SUDAN

Ai ribelli del Sudan armi cinesi via Emirati: e Khartoum rompe i rapporti diplomatici

Speciale per Africa ExPress
Cornelia I. Toelgyes
8 maggio 2025

Port Sudan, città costiera sul Mar Rosso, nell’est del Sudan, è stata colpita per diversi giorni da bombardamenti con droni.

Fino ad oggi il capoluogo dell’omonimo Stato sudanese era stato risparmiato dal sanguinoso conflitto interno. La guerra, scoppiata il 15 aprile 2023 tra i due generali, Mohamed Hamdan Dagalo “Hemetti”, leader delle Rapid Support Forces (RSF), e Abdel Fattah Abdelrahman al-Burhan, de facto presidente e capo dell’esercito (SAF) ha causato la morte di decine di migliaia di civili. Inoltre in 12 milioni hanno lasciato le proprie case.

Capitale de facto

Con l’inasprirsi del conflitto a Khartoum, Port Sudan è diventata temporaneamente la capitale amministrativa del Sudan, il quartier generale dell’esercito e sede di molte ambasciate e organizzazioni internazionali.

Port Sudan sotto attacco

La nuova escalation del conflitto rischia di aggravare la già drammatica situazione del Paese. E, in seguito agli attacchi a Port Sudan, le Nazioni Unite hanno momentaneamente sospeso tutti i voli umanitari verso l’aeroporto della città, colpito anch’esso dal raid. Dunque per il momento niente cibo salvavita per i sudanesi, in ginocchio a causa di un conflitto interno, che ha scatenato una delle peggiori crisi umanitarie del mondo.

Bombardamenti dei ribelli

SAF punta il dito sulle RSF, che, come riferito dal Sudans Post (testata indipendente, che copre eventi in Sudan, Sud Sudan e Africa orientale), negano qualsiasi coinvolgimento nei raid a Port Sudan. Oltre all’aeroporto sono stati colpiti un deposito di carburante e altri obiettivi sensibili, come la più importante centrale elettrica, provocando un blackout totale.

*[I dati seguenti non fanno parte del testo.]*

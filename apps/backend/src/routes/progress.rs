//! Progress tracking endpoints

use axum::{extract::State, Json};

use crate::error::{ApiError, Result};
use crate::extract::{ApiJson, ApiQuery};
use crate::models::*;
use crate::routes::required;
use crate::AppState;

/// GET /api/progress?user_id=
pub async fn list(
    State(state): State<AppState>,
    ApiQuery(query): ApiQuery<UserQuery>,
) -> Result<Json<ApiResponse<ProgressListResponse>>> {
    let user_id = required(query.user_id, "user_id")?;
    let progress = state.db.list_progress(&user_id).await?;
    Ok(Json(ApiResponse::ok(ProgressListResponse { progress })))
}

/// POST /api/progress
///
/// Creates or updates the record for `(user_id, content_id)`. Fields left out
/// keep their stored value.
pub async fn update(
    State(state): State<AppState>,
    ApiJson(request): ApiJson<UpdateProgressRequest>,
) -> Result<Json<ApiResponse<ProgressResponse>>> {
    let user_id = required(request.user_id, "user_id")?;
    let content_id = required(request.content_id, "content_id")?;

    let mut current = state
        .db
        .get_progress(&user_id, &content_id)
        .await?
        .unwrap_or_else(|| DbProgress::new_for(&user_id, &content_id));

    // Apply updates
    if let Some(percent) = request.progress_percent {
        current.progress_percent = percentage(percent, "progress_percent")?;
    }
    if let Some(score) = request.score {
        current.score = Some(percentage(score, "score")?);
    }
    if let Some(seconds) = request.time_spent_seconds {
        if seconds < 0 {
            return Err(ApiError::BadRequest(
                "time_spent_seconds must not be negative".to_string(),
            ));
        }
        current.time_spent_seconds = seconds;
    }
    if let Some(completed) = request.completed {
        current.completed = completed;
        if completed {
            current.progress_percent = 100.0;
        }
    }

    let progress = state.db.upsert_progress(&current).await?;
    Ok(Json(ApiResponse::ok(ProgressResponse { progress })))
}

/// GET /api/progress/summary?user_id=
pub async fn summary(
    State(state): State<AppState>,
    ApiQuery(query): ApiQuery<UserQuery>,
) -> Result<Json<ApiResponse<ProgressSummaryResponse>>> {
    let user_id = required(query.user_id, "user_id")?;
    let summary = state.db.progress_summary(&user_id).await?;
    Ok(Json(ApiResponse::ok(ProgressSummaryResponse { summary })))
}

fn percentage(value: f64, field: &str) -> Result<f64> {
    if value.is_finite() && (0.0..=100.0).contains(&value) {
        Ok(value)
    } else {
        Err(ApiError::BadRequest(format!("{field} must be between 0 and 100")))
    }
}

Finora le affermazioni dei ribelli non hanno trovato eco. Ieri le forze armate sudanesi hanno fatto sapere che i loro sistemi antiaerei hanno intercettato altri droni pronti a colpire una base navale.

Oltre a Port Sudan è stata colpita anche Kassala, situata sul confine con l’Eritrea. Secondo quanto riportato da Clementine Nkweta-Salami, coordinatrice umanitaria dell’ONU in Sudan, finora questa città è stata considerata come luogo sicuro per gli sfollati.

Sudan: al-Burhan annuncia stop rapporti diplomatici con Emirati Arabi Uniti

Armi sofisticate

Da martedì il governo militare di transizione sudanese ha interrotto i rapporti diplomatici con gli Emirati Arabi Uniti, perché convinti che sostengano i miliziani capitanati da Hemetti. Pare, infatti, che anche i droni utilizzati per bombardare Port Sudan siano stati forniti da Abu Dhabi.

E due giorni fa, al-Burhan, nel suo discorso pronunciato alla popolazione proprio da Port Sudan, ha promesso di sconfiggere le RSF e coloro che le sostengono. Mentre Yassin Ibrahim, ministro della Difesa, ha accusato senza mezzi termini gli Emirati Arabi Uniti di aver fornito armi strategiche sofisticate alle RFS. “Si tratta di crimini di aggressione contro la sovranità del Sudan”, ha poi sottolineato il ministro.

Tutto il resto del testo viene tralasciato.